» What needs to be done:
Where a line of the data below has the string "Debug", copy that line.

*** Extracted entries ***

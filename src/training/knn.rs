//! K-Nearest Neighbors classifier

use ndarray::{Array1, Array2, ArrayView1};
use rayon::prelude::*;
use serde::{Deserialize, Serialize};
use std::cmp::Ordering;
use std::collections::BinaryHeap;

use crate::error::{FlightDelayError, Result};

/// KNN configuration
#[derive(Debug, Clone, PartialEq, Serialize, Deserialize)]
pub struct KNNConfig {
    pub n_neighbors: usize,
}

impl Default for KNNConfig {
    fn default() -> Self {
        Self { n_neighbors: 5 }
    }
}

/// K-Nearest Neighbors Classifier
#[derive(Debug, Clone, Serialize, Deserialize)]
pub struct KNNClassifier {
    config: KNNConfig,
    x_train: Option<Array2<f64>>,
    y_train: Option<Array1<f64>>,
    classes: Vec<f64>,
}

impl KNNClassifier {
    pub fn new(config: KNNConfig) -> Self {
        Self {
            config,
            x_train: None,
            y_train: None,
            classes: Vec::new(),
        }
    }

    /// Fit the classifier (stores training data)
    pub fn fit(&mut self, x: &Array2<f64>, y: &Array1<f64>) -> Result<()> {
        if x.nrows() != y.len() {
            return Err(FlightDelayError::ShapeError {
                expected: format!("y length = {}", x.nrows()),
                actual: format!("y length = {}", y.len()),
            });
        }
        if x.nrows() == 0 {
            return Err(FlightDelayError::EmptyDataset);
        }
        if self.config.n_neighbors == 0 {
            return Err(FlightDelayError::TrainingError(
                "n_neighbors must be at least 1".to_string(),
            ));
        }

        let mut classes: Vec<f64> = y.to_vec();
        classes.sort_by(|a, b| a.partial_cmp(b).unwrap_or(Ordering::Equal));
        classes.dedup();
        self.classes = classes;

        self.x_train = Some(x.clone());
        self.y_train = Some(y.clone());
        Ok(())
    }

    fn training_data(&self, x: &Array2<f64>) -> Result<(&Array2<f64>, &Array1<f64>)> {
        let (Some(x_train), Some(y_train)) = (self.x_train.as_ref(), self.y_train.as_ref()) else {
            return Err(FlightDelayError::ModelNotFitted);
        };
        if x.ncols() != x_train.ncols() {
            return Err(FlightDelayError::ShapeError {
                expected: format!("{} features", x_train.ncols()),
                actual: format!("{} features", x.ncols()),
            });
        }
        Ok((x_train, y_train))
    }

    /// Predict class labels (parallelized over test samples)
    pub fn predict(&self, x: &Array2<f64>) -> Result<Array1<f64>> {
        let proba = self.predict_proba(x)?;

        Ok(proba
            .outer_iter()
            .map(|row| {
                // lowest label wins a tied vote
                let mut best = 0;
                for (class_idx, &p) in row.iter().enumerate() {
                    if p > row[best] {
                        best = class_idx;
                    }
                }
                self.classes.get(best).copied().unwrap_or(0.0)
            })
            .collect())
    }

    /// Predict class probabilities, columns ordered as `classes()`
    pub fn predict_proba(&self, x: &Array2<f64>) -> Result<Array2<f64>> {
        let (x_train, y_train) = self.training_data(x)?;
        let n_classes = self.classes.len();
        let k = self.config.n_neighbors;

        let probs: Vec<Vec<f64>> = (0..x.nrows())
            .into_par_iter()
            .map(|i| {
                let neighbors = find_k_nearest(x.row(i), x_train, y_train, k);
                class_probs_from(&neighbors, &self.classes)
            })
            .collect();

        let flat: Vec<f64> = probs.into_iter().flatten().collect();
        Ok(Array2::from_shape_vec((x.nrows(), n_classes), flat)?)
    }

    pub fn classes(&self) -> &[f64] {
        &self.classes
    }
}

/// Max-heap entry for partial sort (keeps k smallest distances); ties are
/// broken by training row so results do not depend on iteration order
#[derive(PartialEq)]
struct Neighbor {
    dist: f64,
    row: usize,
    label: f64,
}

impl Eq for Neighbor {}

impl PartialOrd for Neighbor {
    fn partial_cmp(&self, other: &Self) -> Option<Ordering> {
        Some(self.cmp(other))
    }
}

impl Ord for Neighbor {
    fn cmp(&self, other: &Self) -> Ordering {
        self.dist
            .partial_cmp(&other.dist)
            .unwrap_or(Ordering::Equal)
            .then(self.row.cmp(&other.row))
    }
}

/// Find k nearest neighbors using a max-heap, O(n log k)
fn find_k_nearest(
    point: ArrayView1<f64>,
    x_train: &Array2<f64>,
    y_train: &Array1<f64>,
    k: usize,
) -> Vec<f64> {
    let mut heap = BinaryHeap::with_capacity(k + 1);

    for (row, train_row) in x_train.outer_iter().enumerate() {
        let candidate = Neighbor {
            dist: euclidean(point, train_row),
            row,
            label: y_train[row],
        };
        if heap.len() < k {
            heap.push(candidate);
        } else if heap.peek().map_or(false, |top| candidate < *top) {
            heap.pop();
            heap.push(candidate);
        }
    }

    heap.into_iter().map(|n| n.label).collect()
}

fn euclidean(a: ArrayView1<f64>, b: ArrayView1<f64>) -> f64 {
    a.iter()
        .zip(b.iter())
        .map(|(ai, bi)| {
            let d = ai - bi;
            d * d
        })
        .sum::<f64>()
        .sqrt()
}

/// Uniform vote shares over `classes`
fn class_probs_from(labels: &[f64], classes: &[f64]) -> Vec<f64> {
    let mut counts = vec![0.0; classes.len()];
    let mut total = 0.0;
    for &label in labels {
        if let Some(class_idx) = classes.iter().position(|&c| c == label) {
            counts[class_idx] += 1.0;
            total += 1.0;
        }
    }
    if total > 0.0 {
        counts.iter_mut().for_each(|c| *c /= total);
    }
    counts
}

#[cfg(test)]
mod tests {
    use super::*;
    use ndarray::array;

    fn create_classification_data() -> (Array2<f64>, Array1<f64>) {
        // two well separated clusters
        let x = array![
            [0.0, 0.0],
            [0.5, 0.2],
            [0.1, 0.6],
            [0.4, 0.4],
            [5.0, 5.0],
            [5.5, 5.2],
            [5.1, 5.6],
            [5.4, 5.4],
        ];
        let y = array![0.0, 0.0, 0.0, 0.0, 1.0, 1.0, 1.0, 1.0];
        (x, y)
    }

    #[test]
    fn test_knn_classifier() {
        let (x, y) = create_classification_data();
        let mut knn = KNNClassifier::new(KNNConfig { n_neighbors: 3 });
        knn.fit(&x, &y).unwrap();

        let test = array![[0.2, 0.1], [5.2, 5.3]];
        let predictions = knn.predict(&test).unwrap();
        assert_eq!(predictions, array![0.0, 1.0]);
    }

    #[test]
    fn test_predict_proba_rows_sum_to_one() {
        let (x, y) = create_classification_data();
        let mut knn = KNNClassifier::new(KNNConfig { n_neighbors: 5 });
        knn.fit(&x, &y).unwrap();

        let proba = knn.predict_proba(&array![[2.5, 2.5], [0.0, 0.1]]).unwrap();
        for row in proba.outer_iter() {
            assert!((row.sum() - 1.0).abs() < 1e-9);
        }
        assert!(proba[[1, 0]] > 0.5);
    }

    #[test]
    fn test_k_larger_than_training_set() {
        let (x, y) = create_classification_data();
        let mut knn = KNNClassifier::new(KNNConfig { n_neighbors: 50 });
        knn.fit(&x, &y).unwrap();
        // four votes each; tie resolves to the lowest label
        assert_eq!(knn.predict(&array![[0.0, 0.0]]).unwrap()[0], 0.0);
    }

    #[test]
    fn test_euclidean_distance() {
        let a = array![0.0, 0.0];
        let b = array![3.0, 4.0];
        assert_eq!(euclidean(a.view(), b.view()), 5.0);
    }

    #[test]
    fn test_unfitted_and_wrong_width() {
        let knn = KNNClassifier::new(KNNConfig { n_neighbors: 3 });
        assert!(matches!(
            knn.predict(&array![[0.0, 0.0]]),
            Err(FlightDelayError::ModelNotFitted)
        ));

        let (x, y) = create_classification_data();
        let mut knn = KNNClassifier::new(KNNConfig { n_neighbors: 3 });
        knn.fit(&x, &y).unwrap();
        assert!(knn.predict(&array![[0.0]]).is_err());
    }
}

*** End of Extracted entries ***

» Answer space:
#[derive(Debug, Clone, PartialEq, Serialize, Deserialize)]
#[derive(Debug, Clone, Serialize, Deserialize)]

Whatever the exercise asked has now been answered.